As a team, use your data or recent experience to answer the question: What’s one thing we want to get noticeably better at together over the next 3–6 months? (For example: how we run meetings, how we manage handovers, how we give feedback.)

Turn that into:

  • A simple statement of success (“In 6 months, we’ll be able to say…”)

  • 2–3 practical habits you’ll try to build (e.g. new agenda structure, one feedback round per project, etc.)

Make it small enough that it’s doable, but meaningful enough that it would change your day‑to‑day experience.

2. Normalise “after‑action reviews” and pre/post‑mortems

For key projects, incidents, or even sprints:

Before you start – run a short pre‑mortem: “Imagine this has failed badly. What went wrong?” Capture risks and pre‑emptive actions.

After you finish – run a short review: What did we intend to happen? What actually happened? What helped? What got in the way? What do we want to do differently next time?

The key is to keep it blame‑free and focused on learning, not fault‑finding.

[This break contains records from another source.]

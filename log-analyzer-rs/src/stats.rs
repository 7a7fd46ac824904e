// log-analyzer-rs/src/stats.rs
// Aggregate statistics over windowed outcome entries.

use std::collections::BTreeMap;

use serde::{Deserialize, Serialize};

use outcome_log::{ErrorCategory, ExecutionOutcome, OutcomeKind};

/// One recorded error occurrence within a source's history.
#[derive(Debug, Clone, PartialEq, Serialize, Deserialize)]
#[serde(rename_all = "camelCase")]
pub struct ErrorEvent {
    pub category: ErrorCategory,
    #[serde(rename = "type")]
    pub error_type: String,
    pub message: String,
}

/// Counters and rates for one execution population (overall or one source).
///
/// `retries` counts outcomes that needed more than one attempt, not the
/// number of extra attempts. `avg_attempts` follows the historical
/// definition `(total + retries) / total`, which equals the true mean only
/// when no outcome needs more than one retry.
#[derive(Debug, Clone, Default, PartialEq, Serialize, Deserialize)]
#[serde(rename_all = "camelCase")]
pub struct ExecutionStats {
    pub total: u64,
    pub success: u64,
    pub failure: u64,
    pub retries: u64,
    pub retry_rate: f64,
    pub failure_rate: f64,
    pub avg_attempts: f64,
    pub avg_duration: f64,
    pub durations: Vec<u64>,
    #[serde(default, skip_serializing_if = "Vec::is_empty")]
    pub errors: Vec<ErrorEvent>,
}

impl ExecutionStats {
    fn finalize(&mut self) {
        if self.total > 0 {
            self.retry_rate = self.retries as f64 / self.total as f64;
            self.failure_rate = self.failure as f64 / self.total as f64;
            self.avg_attempts = (self.total + self.retries) as f64 / self.total as f64;
        }
        if !self.durations.is_empty() {
            self.avg_duration =
                self.durations.iter().sum::<u64>() as f64 / self.durations.len() as f64;
        }
    }
}

/// Error occurrences aggregated by category.
#[derive(Debug, Clone, Default, PartialEq, Serialize, Deserialize)]
pub struct ErrorBreakdown {
    pub count: u64,
    pub types: BTreeMap<String, u64>,
}

impl ErrorBreakdown {
    /// Most frequent error type in this category.
    pub fn top_type(&self) -> Option<(&str, u64)> {
        self.types
            .iter()
            .max_by_key(|(_, count)| **count)
            .map(|(name, count)| (name.as_str(), *count))
    }
}

/// Duration percentiles via the nearest-rank method.
#[derive(Debug, Clone, Copy, Default, PartialEq, Eq, Serialize, Deserialize)]
pub struct PerformanceMetrics {
    pub p50: u64,
    pub p95: u64,
    pub p99: u64,
    pub min: u64,
    pub max: u64,
}

impl PerformanceMetrics {
    pub fn from_durations(durations: &[u64]) -> Self {
        if durations.is_empty() {
            return Self::default();
        }
        let mut sorted = durations.to_vec();
        sorted.sort_unstable();
        Self {
            p50: percentile(&sorted, 50.0),
            p95: percentile(&sorted, 95.0),
            p99: percentile(&sorted, 99.0),
            min: sorted[0],
            max: sorted[sorted.len() - 1],
        }
    }
}

/// Nearest-rank percentile over an ascending-sorted slice:
/// index = ceil(p/100 * n) - 1, clamped to the valid range.
pub fn percentile(sorted: &[u64], p: f64) -> u64 {
    if sorted.is_empty() {
        return 0;
    }
    let rank = ((p / 100.0) * sorted.len() as f64).ceil() as usize;
    sorted[rank.saturating_sub(1).min(sorted.len() - 1)]
}

/// Counts for untagged (ad-hoc / test) executions, reported separately and
/// excluded from pattern detection.
#[derive(Debug, Clone, Copy, Default, PartialEq, Eq, Serialize, Deserialize)]
pub struct TestStats {
    pub total: u64,
    pub success: u64,
    pub failure: u64,
}

/// Full statistics for one analysis window.
#[derive(Debug, Clone, Default, PartialEq, Serialize, Deserialize)]
#[serde(rename_all = "camelCase")]
pub struct Stats {
    pub overall: ExecutionStats,
    pub by_source: BTreeMap<String, ExecutionStats>,
    pub by_error: BTreeMap<ErrorCategory, ErrorBreakdown>,
    pub performance: PerformanceMetrics,
    pub tests: TestStats,
}

/// Compute overall, per-source and error-breakdown statistics.
///
/// Entries without a source id are summarized in `tests` only. Error
/// occurrences are collected from entries that failed or needed retries.
pub fn compute_stats(entries: &[ExecutionOutcome]) -> Stats {
    let mut stats = Stats::default();

    for entry in entries {
        let Some(source_id) = entry.source_id() else {
            stats.tests.total += 1;
            match entry.kind {
                OutcomeKind::Success => stats.tests.success += 1,
                OutcomeKind::Failure => stats.tests.failure += 1,
            }
            continue;
        };

        let source_stats = stats.by_source.entry(source_id.to_string()).or_default();

        stats.overall.total += 1;
        source_stats.total += 1;

        match entry.kind {
            OutcomeKind::Success => {
                stats.overall.success += 1;
                source_stats.success += 1;
            }
            OutcomeKind::Failure => {
                stats.overall.failure += 1;
                source_stats.failure += 1;
            }
        }

        if entry.was_retried() {
            stats.overall.retries += 1;
            source_stats.retries += 1;
        }

        stats.overall.durations.push(entry.total_duration);
        source_stats.durations.push(entry.total_duration);

        if entry.kind == OutcomeKind::Failure || entry.was_retried() {
            for attempt in &entry.attempts {
                if let Some(error) = &attempt.error {
                    let breakdown = stats.by_error.entry(error.category).or_default();
                    breakdown.count += 1;
                    *breakdown
                        .types
                        .entry(error.error_type.clone())
                        .or_insert(0) += 1;

                    source_stats.errors.push(ErrorEvent {
                        category: error.category,
                        error_type: error.error_type.clone(),
                        message: error.message.clone(),
                    });
                }
            }
        }
    }

    stats.overall.finalize();
    for source_stats in stats.by_source.values_mut() {
        source_stats.finalize();
    }
    stats.performance = PerformanceMetrics::from_durations(&stats.overall.durations);

    stats
}

#[cfg(test)]
mod tests {
    use super::*;

    #[test]
    fn percentile_is_nearest_rank() {
        let sorted: Vec<u64> = (1..=100).collect();
        assert_eq!(percentile(&sorted, 50.0), 50);
        assert_eq!(percentile(&sorted, 95.0), 95);
        assert_eq!(percentile(&sorted, 99.0), 99);
        assert_eq!(percentile(&sorted, 100.0), 100);
    }

    #[test]
    fn percentile_small_samples_clamp() {
        assert_eq!(percentile(&[], 95.0), 0);
        assert_eq!(percentile(&[7], 50.0), 7);
        assert_eq!(percentile(&[7], 99.0), 7);
        let two = [3, 9];
        assert_eq!(percentile(&two, 50.0), 3);
        assert_eq!(percentile(&two, 95.0), 9);
    }

    #[test]
    fn percentiles_are_monotonic() {
        let durations: Vec<u64> = vec![120, 5, 900, 900, 43, 77, 5000, 250, 250, 31];
        let perf = PerformanceMetrics::from_durations(&durations);
        assert!(perf.min <= perf.p50);
        assert!(perf.p50 <= perf.p95);
        assert!(perf.p95 <= perf.p99);
        assert!(perf.p99 <= perf.max);
    }

    #[test]
    fn top_type_picks_most_frequent() {
        let mut breakdown = ErrorBreakdown::default();
        breakdown.count = 5;
        breakdown.types.insert("HTTP 500".to_string(), 2);
        breakdown.types.insert("HTTP 429".to_string(), 3);
        assert_eq!(breakdown.top_type(), Some(("HTTP 429", 3)));
    }

    #[test]
    fn finalize_uses_historical_avg_attempts_formula() {
        let mut stats = ExecutionStats {
            total: 10,
            success: 9,
            failure: 1,
            retries: 4,
            durations: vec![100; 10],
            ..ExecutionStats::default()
        };
        stats.finalize();
        assert!((stats.avg_attempts - 1.4).abs() < 1e-9);
        assert!((stats.retry_rate - 0.4).abs() < 1e-9);
        assert!((stats.failure_rate - 0.1).abs() < 1e-9);
        assert!((stats.avg_duration - 100.0).abs() < 1e-9);
    }
}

3. Make peer support and “learning out loud” visible

Introduce peer mentoring or coaching on specific skills or projects. Add a short “What I’m learning” segment to your team meetings – one person shares a recent insight, experiment, or failure they’ve learned from. Publicly recognise when someone has helped others learn, shared knowledge, or asked for help early

These are the behaviours that build a learning culture from the ground up.

Where PLUS and TeamHive360 help

Teams often tell us, “We’re not great at learning” – but until we see the specific patterns (is it reflection, feedback, peer support, or all three?), it’s hard to know where to start.

By breaking Learning into Collective Development, Learning Through Challenge, and Peer Support, PLUS gives you a much sharper diagnosis. Then you can choose one or two very specific shifts – rather than trying to “be better at learning” in a vague way.

The upside of strengthening Learning is big: when teams learn well together, everything else you care about – innovation, quality, speed, resilience – becomes more attainable.